Dataset excerpts >>

▼

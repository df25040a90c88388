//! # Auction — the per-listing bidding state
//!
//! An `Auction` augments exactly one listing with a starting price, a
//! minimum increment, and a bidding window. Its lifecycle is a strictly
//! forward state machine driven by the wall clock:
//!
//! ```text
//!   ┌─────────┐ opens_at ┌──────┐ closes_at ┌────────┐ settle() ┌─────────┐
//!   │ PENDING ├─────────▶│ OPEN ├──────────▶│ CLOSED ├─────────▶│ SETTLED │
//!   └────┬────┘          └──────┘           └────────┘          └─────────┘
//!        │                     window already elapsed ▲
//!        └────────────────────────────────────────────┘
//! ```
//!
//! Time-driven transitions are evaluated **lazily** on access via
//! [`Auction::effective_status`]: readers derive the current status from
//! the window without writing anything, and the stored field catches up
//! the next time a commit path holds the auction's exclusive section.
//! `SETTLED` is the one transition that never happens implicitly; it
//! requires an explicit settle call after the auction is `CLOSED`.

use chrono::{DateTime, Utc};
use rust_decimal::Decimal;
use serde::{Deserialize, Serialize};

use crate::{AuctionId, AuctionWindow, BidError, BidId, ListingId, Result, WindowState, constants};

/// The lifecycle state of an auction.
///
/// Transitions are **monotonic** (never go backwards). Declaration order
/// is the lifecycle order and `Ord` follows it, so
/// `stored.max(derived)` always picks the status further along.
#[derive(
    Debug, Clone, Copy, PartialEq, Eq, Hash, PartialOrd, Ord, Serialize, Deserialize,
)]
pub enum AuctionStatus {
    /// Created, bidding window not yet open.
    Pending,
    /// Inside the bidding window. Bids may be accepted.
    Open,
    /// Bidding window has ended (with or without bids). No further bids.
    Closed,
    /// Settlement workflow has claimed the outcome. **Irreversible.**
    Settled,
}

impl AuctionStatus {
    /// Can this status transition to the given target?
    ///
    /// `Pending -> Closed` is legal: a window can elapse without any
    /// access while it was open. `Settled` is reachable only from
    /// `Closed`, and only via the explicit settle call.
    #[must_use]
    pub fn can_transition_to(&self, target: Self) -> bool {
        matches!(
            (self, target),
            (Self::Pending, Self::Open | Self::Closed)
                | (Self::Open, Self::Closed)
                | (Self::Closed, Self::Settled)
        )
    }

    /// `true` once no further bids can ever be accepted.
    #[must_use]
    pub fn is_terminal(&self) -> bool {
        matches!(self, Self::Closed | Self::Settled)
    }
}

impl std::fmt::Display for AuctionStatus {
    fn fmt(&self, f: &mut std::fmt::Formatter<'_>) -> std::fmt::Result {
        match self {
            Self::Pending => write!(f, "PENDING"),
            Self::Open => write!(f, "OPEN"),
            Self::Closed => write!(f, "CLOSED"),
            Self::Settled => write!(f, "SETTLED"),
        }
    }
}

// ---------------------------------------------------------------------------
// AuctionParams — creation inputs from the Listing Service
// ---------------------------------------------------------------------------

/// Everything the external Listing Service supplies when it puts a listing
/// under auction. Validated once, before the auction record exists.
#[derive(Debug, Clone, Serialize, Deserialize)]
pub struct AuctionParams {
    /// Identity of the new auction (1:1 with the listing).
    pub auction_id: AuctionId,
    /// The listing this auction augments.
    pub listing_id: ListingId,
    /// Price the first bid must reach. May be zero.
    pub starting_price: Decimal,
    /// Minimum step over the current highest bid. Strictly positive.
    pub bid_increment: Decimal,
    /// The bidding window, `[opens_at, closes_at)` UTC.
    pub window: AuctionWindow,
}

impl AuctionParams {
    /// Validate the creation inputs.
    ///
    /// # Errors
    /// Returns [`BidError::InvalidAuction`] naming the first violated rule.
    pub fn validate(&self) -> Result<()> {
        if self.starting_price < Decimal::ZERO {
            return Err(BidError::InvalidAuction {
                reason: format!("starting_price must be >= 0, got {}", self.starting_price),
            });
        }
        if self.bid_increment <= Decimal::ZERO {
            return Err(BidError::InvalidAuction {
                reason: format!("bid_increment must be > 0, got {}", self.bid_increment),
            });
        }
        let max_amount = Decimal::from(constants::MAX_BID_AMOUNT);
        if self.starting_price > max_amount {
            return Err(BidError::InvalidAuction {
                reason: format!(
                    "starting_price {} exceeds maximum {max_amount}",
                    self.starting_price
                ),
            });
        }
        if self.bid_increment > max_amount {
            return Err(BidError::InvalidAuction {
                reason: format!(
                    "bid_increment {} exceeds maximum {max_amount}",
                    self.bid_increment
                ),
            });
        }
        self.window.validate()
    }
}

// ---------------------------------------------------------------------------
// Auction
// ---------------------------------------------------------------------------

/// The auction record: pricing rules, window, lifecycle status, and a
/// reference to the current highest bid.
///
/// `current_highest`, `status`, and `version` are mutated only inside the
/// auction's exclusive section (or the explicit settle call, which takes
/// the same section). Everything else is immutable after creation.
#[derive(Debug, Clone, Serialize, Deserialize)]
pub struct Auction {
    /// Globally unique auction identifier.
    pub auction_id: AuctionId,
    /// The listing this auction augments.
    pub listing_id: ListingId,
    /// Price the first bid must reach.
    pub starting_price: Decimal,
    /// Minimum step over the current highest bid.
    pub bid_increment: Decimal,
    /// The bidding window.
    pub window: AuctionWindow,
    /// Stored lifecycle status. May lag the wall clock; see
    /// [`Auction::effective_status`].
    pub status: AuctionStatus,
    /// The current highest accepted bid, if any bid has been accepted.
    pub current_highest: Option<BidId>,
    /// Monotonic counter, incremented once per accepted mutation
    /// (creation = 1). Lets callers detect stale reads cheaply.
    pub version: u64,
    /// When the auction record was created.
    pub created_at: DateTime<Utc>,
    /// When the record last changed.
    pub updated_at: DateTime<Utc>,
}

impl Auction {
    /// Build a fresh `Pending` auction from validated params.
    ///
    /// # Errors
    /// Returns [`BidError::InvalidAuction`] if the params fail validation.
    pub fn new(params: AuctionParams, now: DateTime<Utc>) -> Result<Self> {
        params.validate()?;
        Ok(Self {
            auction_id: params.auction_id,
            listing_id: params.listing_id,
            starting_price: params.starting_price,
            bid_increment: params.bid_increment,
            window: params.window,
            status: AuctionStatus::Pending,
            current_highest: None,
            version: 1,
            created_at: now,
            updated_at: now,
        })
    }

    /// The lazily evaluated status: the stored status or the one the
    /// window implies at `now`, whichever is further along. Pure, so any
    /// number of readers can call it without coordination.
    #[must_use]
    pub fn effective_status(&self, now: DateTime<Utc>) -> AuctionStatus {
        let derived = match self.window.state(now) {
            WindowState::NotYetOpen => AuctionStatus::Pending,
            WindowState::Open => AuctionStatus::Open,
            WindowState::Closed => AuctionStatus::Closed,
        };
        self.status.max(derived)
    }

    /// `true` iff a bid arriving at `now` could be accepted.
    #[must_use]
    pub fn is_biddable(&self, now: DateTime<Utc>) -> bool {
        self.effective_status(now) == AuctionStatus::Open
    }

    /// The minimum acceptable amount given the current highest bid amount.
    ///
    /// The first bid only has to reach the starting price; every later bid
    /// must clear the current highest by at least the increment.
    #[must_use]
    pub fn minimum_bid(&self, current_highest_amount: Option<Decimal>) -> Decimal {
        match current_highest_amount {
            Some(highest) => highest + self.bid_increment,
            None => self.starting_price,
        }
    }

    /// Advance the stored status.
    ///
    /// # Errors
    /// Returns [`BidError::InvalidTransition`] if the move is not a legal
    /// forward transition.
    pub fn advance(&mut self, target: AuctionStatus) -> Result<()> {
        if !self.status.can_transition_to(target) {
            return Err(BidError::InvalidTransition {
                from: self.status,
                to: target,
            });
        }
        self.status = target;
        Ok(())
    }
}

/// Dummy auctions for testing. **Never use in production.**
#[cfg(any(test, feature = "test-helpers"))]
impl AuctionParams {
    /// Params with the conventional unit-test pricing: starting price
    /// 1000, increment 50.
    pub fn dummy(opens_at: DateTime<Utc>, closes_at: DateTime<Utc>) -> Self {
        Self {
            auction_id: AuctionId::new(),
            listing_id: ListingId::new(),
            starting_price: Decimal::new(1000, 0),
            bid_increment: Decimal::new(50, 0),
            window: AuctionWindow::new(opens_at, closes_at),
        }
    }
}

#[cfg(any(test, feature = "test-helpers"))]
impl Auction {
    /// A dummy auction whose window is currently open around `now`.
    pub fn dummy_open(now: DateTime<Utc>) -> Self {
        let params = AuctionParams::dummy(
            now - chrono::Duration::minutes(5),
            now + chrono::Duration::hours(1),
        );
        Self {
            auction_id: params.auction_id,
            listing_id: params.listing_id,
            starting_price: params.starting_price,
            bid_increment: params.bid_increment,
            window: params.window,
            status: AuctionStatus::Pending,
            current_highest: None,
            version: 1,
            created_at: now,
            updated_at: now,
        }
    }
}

▲

What you are asked to do >>
Every line of the listing that holds the word "readers" is to be found and copied.

Answer to the problem >>
//! [`Auction::effective_status`]: readers derive the current status from
    /// number of readers can call it without coordination.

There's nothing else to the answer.